Thousands attend funeral of Chad's Deby, Macron pledges French support

Edward McAllister and Madjiasra Nako
·4-min read

By Edward McAllister and Madjiasra Nako

N'DJAMENA (Reuters) -Thousands of people attended the funeral of Chad's slain leader Idriss Deby on Friday, with French President Emmanuel Macron leading tributes to the long-ruling strongman whose death in a battle with rebels has thrown the country into crisis.

Macron said France would not let anyone threaten the stability of its former colony - a reflection of worries that more turmoil will hamper the fight against Islamist militants across the Sahel region.

France also supported a transition to democracy in Chad, Macron said in his speech to mourners, after a military council took power following Deby's death. A source at the French presidency said France and regional countries were pushing for a mixed civilian-military transitional government.

Opposition leaders, who had been stepping up their activity prior to Idriss Deby's death, have condemned the takeover as a coup and called for civil disobedience.

Deby, a lynchpin in Western security strategy, was killed on Monday in a battle against a rebel army led by dissident army officers who are not linked to jihadists.

The rebels said on Friday their command centre was bombed on Wednesday night in an attempt to kill their leader.

They have swept south across the vast desert nation from their bases in Libya, and have said they are about 200-300 km (125-190 miles) from the capital, N'Djamena.

African presidents and prime ministers joined dignitaries and ordinary citizens in the city's Place de la Nation for the funeral ceremony.

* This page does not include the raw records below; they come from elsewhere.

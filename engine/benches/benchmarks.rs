//! Performance benchmarks for stockline-engine

use criterion::{black_box, criterion_group, criterion_main, BenchmarkId, Criterion};
use stockline_engine::{
    BatchResponse, CatalogFilter, Intent, PendingBatch, ProductSnapshot, Reconciler, SortDirection,
    SortKey,
};

fn products(count: usize) -> Vec<ProductSnapshot> {
    (0..count)
        .map(|i| {
            ProductSnapshot::new(
                format!("p-{i}"),
                format!("Product {i}"),
                (i as u64 % 97) * 100,
                1_000,
                1,
            )
            .with_category(if i % 2 == 0 { "even" } else { "odd" })
            .with_sold(i as u64 % 53)
        })
        .collect()
}

fn loaded(count: usize) -> Reconciler {
    let mut reconciler = Reconciler::new(500);
    reconciler.apply_refresh(products(count));
    reconciler
}

fn bench_dispatch(c: &mut Criterion) {
    let mut group = c.benchmark_group("dispatch");

    group.bench_function("increment", |b| {
        let mut reconciler = loaded(100);
        let mut at = 0u64;

        b.iter(|| {
            at += 1;
            let intent = Intent::increment("p-7", "line-7", at);
            let _ = reconciler.dispatch(black_box(intent), black_box(at));
            // Keep the stock from running out.
            if at % 500 == 0 {
                reconciler.flush();
            }
        })
    });

    group.finish();
}

fn bench_flush(c: &mut Criterion) {
    let mut group = c.benchmark_group("flush");

    for size in [10, 100, 500].iter() {
        group.bench_with_input(BenchmarkId::new("coalesce", size), size, |b, &size| {
            b.iter_with_setup(
                || {
                    let mut reconciler = loaded(50);
                    for i in 0..size {
                        let id = format!("p-{}", i % 50);
                        let line = format!("line-{}", i % 50);
                        let intent = Intent::increment(id, line, i as u64);
                        let _ = reconciler.dispatch(intent, i as u64);
                    }
                    reconciler
                },
                |mut reconciler| reconciler.flush(),
            )
        });
    }

    group.bench_function("resolve", |b| {
        b.iter_with_setup(
            || {
                let mut reconciler = loaded(50);
                for i in 0..50u64 {
                    let _ = reconciler.dispatch(
                        Intent::increment(format!("p-{i}"), format!("line-{i}"), i),
                        i,
                    );
                }
                let batch: Option<PendingBatch> = reconciler.flush();
                (reconciler, batch)
            },
            |(mut reconciler, batch)| {
                if let Some(batch) = batch {
                    let _ = reconciler.complete_batch(
                        batch.batch_id,
                        Ok(BatchResponse::accepted([])),
                        1_000,
                    );
                }
            },
        )
    });

    group.finish();
}

fn bench_projection(c: &mut Criterion) {
    let mut group = c.benchmark_group("projection");

    for size in [100, 1000, 5000].iter() {
        group.bench_with_input(BenchmarkId::new("views", size), size, |b, &size| {
            let mut reconciler = loaded(size);
            for i in 0..20u64 {
                let _ = reconciler.dispatch(
                    Intent::increment(format!("p-{i}"), format!("line-{i}"), i),
                    i,
                );
            }
            let filter = CatalogFilter::new()
                .category("even")
                .sort_by(SortKey::Price, SortDirection::Descending);

            b.iter(|| reconciler.views(black_box(&filter), 8))
        });
    }

    group.finish();
}

fn bench_refresh(c: &mut Criterion) {
    let mut group = c.benchmark_group("refresh");

    for size in [100, 1000].iter() {
        group.bench_with_input(BenchmarkId::new("replace_all", size), size, |b, &size| {
            let mut reconciler = loaded(size);
            let fresh = products(size);

            b.iter(|| reconciler.apply_refresh(black_box(fresh.clone())))
        });
    }

    group.finish();
}

criterion_group!(
    benches,
    bench_dispatch,
    bench_flush,
    bench_projection,
    bench_refresh,
);
criterion_main!(benches);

Deby's coffin, draped in a national flag, was carried on a military truck flanked by a motorcycle escort. Weeping swelled from the crowd and a 21-gun salute boomed across the city.

PEACEFUL CHAD?

Macron was seated for the ceremony next to Deby's son Mahamat Idriss Deby, who was appointed interim president for an 18-month transitional period by the military council.

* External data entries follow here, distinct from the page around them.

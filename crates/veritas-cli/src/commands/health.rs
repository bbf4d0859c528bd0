//! Health command implementation.

use crate::error::Result;
use crate::output::Formatter;
use veritas_sdk::VeritasClient;

/// Execute the health command.
pub async fn execute_health(client: &VeritasClient, formatter: &Formatter) -> Result<()> {
    let health = client.health().await?;
    println!("{}", formatter.format_health(client.base_url(), &health)?);
    Ok(())
}
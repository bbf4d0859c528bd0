//! Chat message module - transient entries in the client's message log

use crate::evaluation::EvaluationResponse;
use std::fmt;

/// Unique identifier for a chat message based on UUIDv7
///
/// UUIDv7 gives chronological sortability, so ids of messages appended in
/// sequence compare in append order.
#[derive(Debug, Clone, Copy, PartialEq, Eq, PartialOrd, Ord, Hash)]
pub struct MessageId(u128);

impl MessageId {
    /// Generate a new UUIDv7-based MessageId
    ///
    /// # Examples
    ///
    /// ```
    /// use veritas_domain::MessageId;
    ///
    /// let id = MessageId::new();
    /// assert!(id.value() > 0);
    /// ```
    pub fn new() -> Self {
        Self(uuid::Uuid::now_v7().as_u128())
    }

    /// Get the raw u128 value
    pub fn value(&self) -> u128 {
        self.0
    }

    /// Milliseconds since Unix epoch encoded in the UUIDv7
    pub fn timestamp(&self) -> u64 {
        // UUIDv7: top 48 bits are Unix millisecond timestamp
        (self.0 >> 80) as u64
    }
}

impl Default for MessageId {
    fn default() -> Self {
        Self::new()
    }
}

impl fmt::Display for MessageId {
    fn fmt(&self, f: &mut fmt::Formatter<'_>) -> fmt::Result {
        write!(f, "{}", uuid::Uuid::from_u128(self.0))
    }
}

/// Display category of a message
#[derive(Debug, Clone, Copy, PartialEq, Eq, Hash)]
pub enum MessageKind {
    /// Submitted by the user
    Question,
    /// Evaluation result or inline error
    Response,
    /// Synthetic explorer link following a successful evaluation
    Verification,
}

impl MessageKind {
    /// Get the kind name as a string
    pub fn as_str(&self) -> &'static str {
        match self {
            MessageKind::Question => "question",
            MessageKind::Response => "response",
            MessageKind::Verification => "verification",
        }
    }
}

/// Payload of a chat message
#[derive(Debug, Clone, PartialEq, Eq)]
pub enum MessageContent {
    /// The question text as typed
    Question(String),
    /// A full evaluation result
    Response(EvaluationResponse),
    /// An inline error shown in place of a result
    Error(String),
    /// Explorer URL of the evaluation's transaction reference
    Verification(String),
}

impl MessageContent {
    /// Display category for this payload
    pub fn kind(&self) -> MessageKind {
        match self {
            MessageContent::Question(_) => MessageKind::Question,
            MessageContent::Response(_) | MessageContent::Error(_) => MessageKind::Response,
            MessageContent::Verification(_) => MessageKind::Verification,
        }
    }
}

/// An entry in the chat log
///
/// Messages are never mutated after creation.
#[derive(Debug, Clone, PartialEq, Eq)]
pub struct ChatMessage {
    /// Unique identifier
    pub id: MessageId,

    /// Payload
    pub content: MessageContent,

    /// Creation time in milliseconds since Unix epoch
    pub timestamp: u64,
}

impl ChatMessage {
    /// Create a message stamped with the current time
    pub fn new(content: MessageContent) -> Self {
        let id = MessageId::new();
        Self {
            id,
            content,
            timestamp: id.timestamp(),
        }
    }

    /// Display category of this message
    pub fn kind(&self) -> MessageKind {
        self.content.kind()
    }
}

"France will not let anybody put into question or threaten today or tomorrow Chad's stability and integrity," Macron said in his speech.

"France will also be there to keep alive without waiting the promise of a peaceful Chad creating a place for all of its children and components," he said, calling the late president a friend and courageous soldier who had given his life to his country.

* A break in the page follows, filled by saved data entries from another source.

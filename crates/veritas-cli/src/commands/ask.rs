//! Ask command implementation.

use crate::cli::AskArgs;
use crate::error::{CliError, Result};
use crate::output::Formatter;
use veritas_sdk::VeritasClient;

/// Execute the ask command.
pub async fn execute_ask(
    args: AskArgs,
    client: &VeritasClient,
    formatter: &Formatter,
) -> Result<()> {
    let question = question_from(&args)?;

    let result = client.evaluate(&question).await?;

    println!("{}", formatter.format_evaluation(&result)?);

    Ok(())
}

/// Join the argument words into one question and validate it.
fn question_from(args: &AskArgs) -> Result<String> {
    let text = args.text();
    validate_question(&text)?;
    Ok(text)
}

/// Reject blank questions before any request is sent.
fn validate_question(question: &str) -> Result<&str> {
    if question.trim().is_empty() {
        return Err(CliError::InvalidInput("Question is required".to_string()));
    }
    Ok(question)
}

#[cfg(test)]
mod tests {
    use super::*;

    #[test]
    fn test_blank_question_rejected() {
        assert!(matches!(
            validate_question("  "),
            Err(CliError::InvalidInput(_))
        ));
        assert_eq!(validate_question("Why?").unwrap(), "Why?");
    }

    #[test]
    fn test_question_from_joins_words() {
        let args = AskArgs {
            question: ["Is", "Paris", "the", "capital?"]
                .iter()
                .map(|w| w.to_string())
                .collect(),
        };
        assert_eq!(question_from(&args).unwrap(), "Is Paris the capital?");

        let blank = AskArgs {
            question: vec![" ".to_string(), "".to_string()],
        };
        assert!(matches!(question_from(&blank), Err(CliError::InvalidInput(_))));
    }
}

Human rights groups have accused France and other Western powers of turning a blind eye to government repression during Deby's 30-year rule because of his co-operation on security matters.

As the funeral took place, one of Idriss Deby's most prominent opponents, Succes Masra, wrote on Twitter that the police had surrounded his party's headquarters. He posted a photo of several police cars parked outside.

"In the middle of the ceremony honouring Idriss Deby, the son sends the police to encircle the Transformers headquarters," Masra wrote, referring to the name of his party. "The world therefore sees that the system has not changed."

The authorities could not be immediately reached for comment.

Nonetheless, many Chadians were deeply upset by Deby's death.

"He protected us for so long that today we have come to wish him eternal rest. A deserved rest," said N'Djamena resident Hassan Adoum.

SEEKING REGIONAL STABILITY

Before the ceremony, Macron and regional leaders met with Mahamat Idriss Deby and members of the military council.

The 37-year-old Deby, a general, has dissolved parliament, taken over as president and armed forces commander, and promised to hold an election in 18 months time.

The French presidency source said France and the G5 Sahel nations had offered support for a civilian-military transition in Chad for the good of regional stability. The G5 are Burkina Faso, Chad, Mali, Mauritania, and Niger - all beset by Islamist militant threats.

But opposition leaders have denounced the military takeover, and an army general said this week that many army officers are opposed to the transition plan. Labour unions have also called a worker's strike.

ON THE FRONTLINE

The rebels of the Front for Change and Concord in Chad (FACT) said warplanes bombed their centre on Wednesday night in an attempt to kill their leader, Mahamat Mahadi Ali. They accused France of supporting the raid with aerial surveillance.

The group did not specify where the command post was located or give details of any casualties or damage.

The French army said it had not carried out any air strikes this week in Chad, and Chad's army did not respond to a request for comment.

France has about 5,100 troops based across the region and has its main base in N'Djamena. The United States also has military personnel there.